* [SUPPLIED MATERIAL]
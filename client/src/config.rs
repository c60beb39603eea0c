use std::time::Duration;

use clap::Args;

/// Client configuration. Usable programmatically and embeddable in a clap
/// command line, where every option becomes a `--kebab-case` flag.
#[derive(Args, Clone, Debug)]
pub struct ClientConfig {
    /// Remote host.
    #[arg(long, default_value = "127.0.0.1")]
    pub host: String,

    /// Server listen port.
    #[arg(long, default_value_t = 10050)]
    pub port: u16,

    /// Max pool size.
    #[arg(long, default_value_t = 12, value_parser = clap::value_parser!(u32).range(1..))]
    pub pool_size: u32,

    /// I/O timeout in seconds. Zero waits forever.
    #[arg(long, default_value_t = 300)]
    pub timeout: u64,

    /// Retry this many times on connection errors.
    #[arg(long, default_value_t = 3)]
    pub max_retry: u32,

    /// Use the asynchronous connection pool.
    #[arg(long)]
    pub asynchronous: bool,
}

impl Default for ClientConfig {
    fn default() -> Self {
        Self {
            host: "127.0.0.1".to_string(),
            port: 10050,
            pool_size: 12,
            timeout: 300,
            max_retry: 3,
            asynchronous: false,
        }
    }
}

impl ClientConfig {
    pub(crate) fn io_timeout(&self) -> Option<Duration> {
        (self.timeout != 0).then(|| Duration::from_secs(self.timeout))
    }
}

* [REQUIREMENT]
Wherever the word "Args" occurs in a line of the listing, copy that line.

* [SOLUTION TO THIS EXERCISE]
use clap::Args;
#[derive(Args, Clone, Debug)]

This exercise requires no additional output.